Timothy Naimi is a clinician–investigator with the Section of General Internal Medicine at Boston Medical Center and an associate professor at the Boston University Schools of Medicine and Public Health. His areas of research include binge drinking, youth drinking, and alcohol control policies.

THE AUTHORS

Dr. Michael Siegel is a professor in the Department of Community Health Sciences at the Boston University School of Public Health. He has been a researcher in the tobacco control area for the past 25 years.
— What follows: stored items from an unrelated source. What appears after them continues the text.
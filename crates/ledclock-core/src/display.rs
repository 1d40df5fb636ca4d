//! Display adapter trait and the log-only adapter.
//!
//! The sampling loop pushes the time to the peripheral through a
//! [`DisplayAdapter`]. The adapter could be a socket bridge to the LED
//! matrix microcontroller, a terminal renderer, or a test recorder.
//! Adapters report failures as [`DisplayError`]; the loop logs them and
//! keeps ticking.

use tracing::info;

/// Errors a display adapter can report.
#[derive(Debug, thiserror::Error)]
pub enum DisplayError {
    /// The transport to the peripheral failed.
    #[error("display I/O error: {0}")]
    Io(#[from] std::io::Error),

    /// A request could not be encoded.
    #[error("display request encoding failed: {0}")]
    Encoding(#[from] serde_json::Error),

    /// The peripheral is not reachable (e.g. not yet connected).
    #[error("display unavailable: {message}")]
    Unavailable {
        /// Description of why the peripheral is unavailable.
        message: String,
    },
}

/// A sink that can show a time or go dark.
///
/// Calls are fire-and-forget from the caller's point of view: nothing is
/// read back from the peripheral.
pub trait DisplayAdapter: Send {
    /// Show `hour:minute:second`. The hour is already mapped for the
    /// active hour mode.
    ///
    /// # Errors
    ///
    /// Returns [`DisplayError`] if the peripheral could not be driven.
    fn render(&mut self, hour: u8, minute: u8, second: u8) -> Result<(), DisplayError>;

    /// Blank the display.
    ///
    /// # Errors
    ///
    /// Returns [`DisplayError`] if the peripheral could not be driven.
    fn clear(&mut self) -> Result<(), DisplayError>;
}

impl<D: DisplayAdapter + ?Sized> DisplayAdapter for Box<D> {
    fn render(&mut self, hour: u8, minute: u8, second: u8) -> Result<(), DisplayError> {
        (**self).render(hour, minute, second)
    }

    fn clear(&mut self) -> Result<(), DisplayError> {
        (**self).clear()
    }
}

/// An adapter with no hardware behind it; every call becomes a log line.
///
/// Used when no display bridge is configured.
#[derive(Debug, Clone, Copy, Default)]
pub struct LogDisplay;

impl LogDisplay {
    /// Create a new log-only adapter.
    pub const fn new() -> Self {
        Self
    }
}

impl DisplayAdapter for LogDisplay {
    fn render(&mut self, hour: u8, minute: u8, second: u8) -> Result<(), DisplayError> {
        tracing::debug!("display {hour:02}:{minute:02}:{second:02}");
        Ok(())
    }

    fn clear(&mut self) -> Result<(), DisplayError> {
        info!("display cleared");
        Ok(())
    }
}
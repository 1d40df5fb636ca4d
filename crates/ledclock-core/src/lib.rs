//! Clock state, sampling loop, and persisted settings for the LED matrix clock.
//!
//! This crate owns everything between the wall clock and the display
//! peripheral. The HTTP surface lives in `ledclock-api`; process wiring
//! lives in `ledclock-engine`.
//!
//! # Modules
//!
//! - [`types`] -- [`HourMode`], [`ClockSnapshot`], and [`TimeSample`].
//! - [`timezone`] -- IANA zone validation and resolution with fallback.
//! - [`store`] -- The persisted timezone / hour-mode record.
//! - [`state`] -- [`ClockState`], the single lock-guarded shared record.
//! - [`display`] -- [`DisplayAdapter`] trait and the log-only adapter.
//! - [`sampler`] -- The once-per-second sampling loop.
//! - [`control`] -- Named control operations used by the API layer.
//! - [`config`] -- Service configuration loaded from YAML.
//!
//! [`HourMode`]: types::HourMode
//! [`ClockSnapshot`]: types::ClockSnapshot
//! [`TimeSample`]: types::TimeSample
//! [`ClockState`]: state::ClockState
//! [`DisplayAdapter`]: display::DisplayAdapter

pub mod config;
pub mod control;
pub mod display;
pub mod sampler;
pub mod state;
pub mod store;
pub mod timezone;
pub mod types;

pub use control::{ClockControl, ControlError};
pub use display::{DisplayAdapter, DisplayError};
pub use state::ClockState;
pub use store::{ConfigStore, PersistedConfig};
pub use types::{ClockSnapshot, HourMode};
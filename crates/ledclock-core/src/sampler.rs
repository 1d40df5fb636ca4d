//! The once-per-second sampling loop.
//!
//! Each tick reads the wall clock in the configured zone, publishes the
//! fields to [`ClockState`], and drives the [`DisplayAdapter`]:
//!
//! - **running**: render the time, hour mapped for the active
//!   [`HourMode`](crate::types::HourMode)
//! - **stopped, display lit**: clear once and remember the display is dark
//! - **stopped, display dark**: nothing
//!
//! The interval is not drift-corrected: the loop sleeps a full interval
//! after each tick's work.
//!
//! The loop runs until its shutdown signal fires. [`spawn_sampler`] puts
//! it on a background Tokio task and returns a [`SamplerHandle`] holding
//! that signal. Adapter calls happen on the blocking pool, never on an
//! async worker thread.

use std::sync::Arc;
use std::time::Duration;

use jiff::Timestamp;
use tokio::sync::watch;
use tokio::task::{JoinError, JoinHandle};
use tracing::{debug, error, info};

use crate::display::DisplayAdapter;
use crate::state::ClockState;
use crate::timezone::resolve_timezone;
use crate::types::TimeSample;

/// Default pause between ticks.
pub const DEFAULT_TICK_INTERVAL: Duration = Duration::from_secs(1);

/// What a single tick did to the display.
#[derive(Debug, Clone, Copy, PartialEq, Eq)]
pub enum TickOutcome {
    /// The time was sent to the display (hour already mapped).
    Rendered {
        /// Displayed hour.
        hour: u8,
        /// Minute.
        minute: u8,
        /// Second.
        second: u8,
    },
    /// The display was cleared on this tick.
    Cleared,
    /// Stopped and already dark; the display was not touched.
    Idle,
}

/// Drives the display from the shared clock record.
///
/// Owns the display adapter and the record of whether the display is
/// currently lit; neither is reachable from the API side.
pub struct Sampler<D> {
    state: Arc<ClockState>,
    display: D,
    /// Whether the last tick left the display showing the time. Starts
    /// `true` because the display's state at boot is unknown.
    display_on: bool,
    interval: Duration,
}

impl<D: DisplayAdapter> Sampler<D> {
    /// Create a sampler over `state` driving `display`, ticking every
    /// [`DEFAULT_TICK_INTERVAL`].
    pub const fn new(state: Arc<ClockState>, display: D) -> Self {
        Self {
            state,
            display,
            display_on: true,
            interval: DEFAULT_TICK_INTERVAL,
        }
    }

    /// Override the pause between ticks.
    #[must_use]
    pub fn with_interval(mut self, interval: Duration) -> Self {
        self.interval = interval;
        self
    }

    /// Whether the display is believed to be showing the time.
    pub const fn display_on(&self) -> bool {
        self.display_on
    }

    /// Run one tick sampling the wall clock at `now`.
    pub fn tick(&mut self, now: Timestamp) -> TickOutcome {
        let zone = resolve_timezone(&self.state.timezone());
        let sample = TimeSample::from_zoned(&now.to_zoned(zone));
        let directive = self.state.record_sample(&sample);

        if directive.running {
            self.display_on = true;
            let hour = directive.hour_mode.display_hour(sample.hour);
            match self.display.render(hour, sample.minute, sample.second) {
                Ok(()) => debug!(
                    hour,
                    minute = sample.minute,
                    second = sample.second,
                    hour_mode = %directive.hour_mode,
                    "time sent to display"
                ),
                Err(e) => error!(error = %e, "display render failed"),
            }
            return TickOutcome::Rendered {
                hour,
                minute: sample.minute,
                second: sample.second,
            };
        }

        if !self.display_on {
            return TickOutcome::Idle;
        }

        match self.display.clear() {
            Ok(()) => info!("display cleared"),
            Err(e) => error!(error = %e, "display clear failed"),
        }
        // A failed clear is not retried; the next clear happens on the
        // next running -> stopped edge.
        self.display_on = false;
        TickOutcome::Cleared
    }
}

impl<D: DisplayAdapter + 'static> Sampler<D> {
    /// Tick forever, sleeping the interval after each tick, until
    /// `shutdown` becomes `true`.
    ///
    /// Each tick runs on Tokio's blocking pool, so an adapter that blocks
    /// on I/O never holds an async worker the API needs. If every
    /// shutdown sender is dropped the loop keeps ticking for the rest of
    /// the process lifetime.
    pub async fn run(self, mut shutdown: watch::Receiver<bool>) {
        let interval = self.interval;
        info!(
            interval_ms = u64::try_from(interval.as_millis()).unwrap_or(u64::MAX),
            "sampling loop starting"
        );

        let mut sampler = self;
        let mut listening = true;
        loop {
            sampler = match tokio::task::spawn_blocking(move || {
                sampler.tick(Timestamp::now());
                sampler
            })
            .await
            {
                Ok(sampler) => sampler,
                Err(e) => {
                    error!(error = %e, "sampling tick panicked, loop stopped");
                    return;
                }
            };

            if listening {
                tokio::select! {
                    () = tokio::time::sleep(interval) => {}
                    stopped = async { shutdown.wait_for(|stop| *stop).await.is_ok() } => {
                        if stopped {
                            break;
                        }
                        listening = false;
                    }
                }
            } else {
                tokio::time::sleep(interval).await;
            }
        }

        info!("sampling loop stopped");
    }
}

/// Handle to a sampling loop running on a background task.
#[derive(Debug)]
pub struct SamplerHandle {
    shutdown: watch::Sender<bool>,
    task: JoinHandle<()>,
}

impl SamplerHandle {
    /// Signal the loop to stop after its current tick or sleep.
    pub fn stop(&self) {
        self.shutdown.send_replace(true);
    }

    /// Whether the background task has exited.
    pub fn is_finished(&self) -> bool {
        self.task.is_finished()
    }

    /// Signal the loop to stop and wait for it to exit.
    ///
    /// # Errors
    ///
    /// Returns [`JoinError`] if the task panicked or was aborted.
    pub async fn shutdown(self) -> Result<(), JoinError> {
        self.stop();
        self.task.await
    }
}

/// Spawn `sampler` on a background Tokio task. Its ticks run on the
/// blocking pool.
pub fn spawn_sampler<D>(sampler: Sampler<D>) -> SamplerHandle
where
    D: DisplayAdapter + 'static,
{
    let (shutdown, rx) = watch::channel(false);
    let task = tokio::spawn(sampler.run(rx));
    SamplerHandle { shutdown, task }
}

#[cfg(test)]
#[allow(clippy::unwrap_used)]
mod tests {
    use std::sync::Mutex;

    use super::*;
    use crate::display::DisplayError;
    use crate::types::HourMode;

    #[derive(Debug, Clone, Copy, PartialEq, Eq)]
    enum Call {
        Render(u8, u8, u8),
        Clear,
    }

    /// Records calls into a shared log; optionally fails every call.
    #[derive(Clone, Default)]
    struct RecordingDisplay {
        calls: Arc<Mutex<Vec<Call>>>,
        fail: bool,
    }

    impl RecordingDisplay {
        fn failing() -> Self {
            Self {
                fail: true,
                ..Self::default()
            }
        }

        fn calls(&self) -> Vec<Call> {
            self.calls.lock().unwrap().clone()
        }

        fn clears(&self) -> usize {
            self.calls().iter().filter(|c| **c == Call::Clear).count()
        }

        fn record(&self, call: Call) -> Result<(), DisplayError> {
            self.calls.lock().unwrap().push(call);
            if self.fail {
                return Err(DisplayError::Unavailable {
                    message: String::from("unplugged"),
                });
            }
            Ok(())
        }
    }

    impl DisplayAdapter for RecordingDisplay {
        fn render(&mut self, hour: u8, minute: u8, second: u8) -> Result<(), DisplayError> {
            self.record(Call::Render(hour, minute, second))
        }

        fn clear(&mut self) -> Result<(), DisplayError> {
            self.record(Call::Clear)
        }
    }

    // 13:05:09 UTC is 19:05:09 in Dhaka (UTC+6, no DST).
    fn instant() -> Timestamp {
        "2024-01-15T13:05:09Z".parse().unwrap()
    }

    fn setup(hour_mode: HourMode) -> (Arc<ClockState>, RecordingDisplay, Sampler<RecordingDisplay>) {
        let state = Arc::new(ClockState::new("Asia/Dhaka", hour_mode));
        let display = RecordingDisplay::default();
        let sampler = Sampler::new(Arc::clone(&state), display.clone());
        (state, display, sampler)
    }

    #[test]
    fn running_tick_renders_and_publishes() {
        let (state, display, mut sampler) = setup(HourMode::TwentyFour);

        let outcome = sampler.tick(instant());
        assert_eq!(
            outcome,
            TickOutcome::Rendered {
                hour: 19,
                minute: 5,
                second: 9
            }
        );
        assert_eq!(display.calls(), vec![Call::Render(19, 5, 9)]);

        let snap = state.snapshot();
        assert_eq!((snap.hour, snap.minute, snap.second), (19, 5, 9));
        assert_eq!((snap.year, snap.month, snap.day), (2024, 1, 15));
    }

    #[test]
    fn twelve_hour_mode_maps_display_but_not_state() {
        let (state, display, mut sampler) = setup(HourMode::Twelve);
        sampler.tick(instant());
        assert_eq!(display.calls(), vec![Call::Render(7, 5, 9)]);
        assert_eq!(state.snapshot().hour, 19);
    }

    #[test]
    fn timezone_change_applies_on_next_tick() {
        let (state, display, mut sampler) = setup(HourMode::TwentyFour);
        state.set_timezone("UTC");
        sampler.tick(instant());
        assert_eq!(display.calls(), vec![Call::Render(13, 5, 9)]);
    }

    #[test]
    fn unresolvable_timezone_falls_back_to_default() {
        let (state, display, mut sampler) = setup(HourMode::TwentyFour);
        state.set_timezone("Not/AZone");
        sampler.tick(instant());
        // Europe/Paris in January is UTC+1.
        assert_eq!(display.calls(), vec![Call::Render(14, 5, 9)]);
    }

    #[test]
    fn stop_clears_exactly_once() {
        let (state, display, mut sampler) = setup(HourMode::TwentyFour);
        sampler.tick(instant());

        state.set_running(false);
        assert_eq!(sampler.tick(instant()), TickOutcome::Cleared);
        for _ in 0..10 {
            assert_eq!(sampler.tick(instant()), TickOutcome::Idle);
        }
        assert_eq!(display.clears(), 1);
        assert!(!sampler.display_on());
    }

    #[test]
    fn each_stop_edge_clears_again() {
        let (state, display, mut sampler) = setup(HourMode::TwentyFour);

        for _ in 0..3 {
            state.set_running(true);
            sampler.tick(instant());
            state.set_running(false);
            sampler.tick(instant());
            sampler.tick(instant());
        }
        assert_eq!(display.clears(), 3);
    }

    #[test]
    fn boot_while_stopped_clears_once() {
        let (state, display, mut sampler) = setup(HourMode::TwentyFour);
        state.set_running(false);
        sampler.tick(instant());
        sampler.tick(instant());
        assert_eq!(display.calls(), vec![Call::Clear]);
    }

    #[test]
    fn display_failures_do_not_stop_ticking() {
        let state = Arc::new(ClockState::new("Asia/Dhaka", HourMode::TwentyFour));
        let display = RecordingDisplay::failing();
        let mut sampler = Sampler::new(Arc::clone(&state), display.clone());

        sampler.tick(instant());
        sampler.tick(instant());
        state.set_running(false);
        assert_eq!(sampler.tick(instant()), TickOutcome::Cleared);
        // Failed clear still counts; no retry while stopped.
        assert_eq!(sampler.tick(instant()), TickOutcome::Idle);
        assert_eq!(display.calls().len(), 3);
    }

    /// Blocks the calling thread for the whole of every render.
    struct SlowDisplay(Duration);

    impl DisplayAdapter for SlowDisplay {
        fn render(&mut self, _hour: u8, _minute: u8, _second: u8) -> Result<(), DisplayError> {
            std::thread::sleep(self.0);
            Ok(())
        }

        fn clear(&mut self) -> Result<(), DisplayError> {
            Ok(())
        }
    }

    #[tokio::test(flavor = "multi_thread", worker_threads = 1)]
    async fn slow_display_does_not_stall_the_runtime() {
        let state = Arc::new(ClockState::new("UTC", HourMode::TwentyFour));
        let handle = spawn_sampler(Sampler::new(
            Arc::clone(&state),
            SlowDisplay(Duration::from_secs(2)),
        ));

        // Let the first render get under way.
        tokio::time::sleep(Duration::from_millis(100)).await;

        let mut worst = Duration::ZERO;
        for _ in 0..10 {
            let reader = Arc::clone(&state);
            let started = std::time::Instant::now();
            tokio::spawn(async move { reader.snapshot() }).await.unwrap();
            worst = worst.max(started.elapsed());
            tokio::time::sleep(Duration::from_millis(50)).await;
        }
        assert!(
            worst < Duration::from_millis(500),
            "worker stalled for {worst:?} behind a display call"
        );

        handle.shutdown().await.unwrap();
    }

    #[tokio::test(start_paused = true)]
    async fn spawned_loop_ticks_until_shutdown() {
        let (_state, display, sampler) = setup(HourMode::TwentyFour);
        let handle = spawn_sampler(sampler.with_interval(Duration::from_secs(1)));

        tokio::time::sleep(Duration::from_millis(3_500)).await;
        assert!(!handle.is_finished());

        handle.shutdown().await.unwrap();
        let renders = display.calls().len();
        assert!((3..=5).contains(&renders), "unexpected render count {renders}");

        tokio::time::sleep(Duration::from_secs(5)).await;
        assert_eq!(display.calls().len(), renders);
    }
}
Recently, he began conducting alcohol research, transferring many of the research methods he developed in the tobacco field over to alcohol. He is co-Principal Investigator for an NIAAA-funded study of alcohol brand use among underage youth.

David H. Jernigan, Ph.D. is an associate professor in the Department of Health, Behavior and Society and the Director of the Center on Alcohol Marketing and Youth at the Johns Hopkins Bloomberg School of Public Health, where he teaches courses on media advocacy and alcohol policy. He also leads two other research projects: a collaboration with Boston University School of Public Health looking at youth alcohol brand preference and brand-level exposure to alcohol marketing, and a four-university collaborative examining the social and health effects of changes in alcohol pricing. He has worked as an advisor to the World Health Organization and the World Bank, was principal author of WHO's first Global Status Report on Alcohol and Global Status Report on Alcohol and Youth, and co-authored Media Advocacy and Public Health: Power for Prevention, and Alcohol in the Developing World: A Public Health Perspective.

GLOSSARY

  • Internet panel: An internet panel is a sample of individuals who agree to participate in online survey research. The panel may be recruited by probability or nonprobability sampling methods.

  • Popular & Unpopular Alcoholic Beverage Brands. A brand's volume-based market share is the percentage of all standard drinks consumed during the past 30 days by all respondents combined that was attributable to that brand. “Popular brands” were categorized as those with a market share ≥ 0.87% and “unpopular brands” as those with a market share of < 0.87%.

  • Prevalence of Past 30-day Consumption. The prevalence of past 30-day consumption of each alcohol brand is the proportion of respondents who reported having consumed the brand in the past 30 days.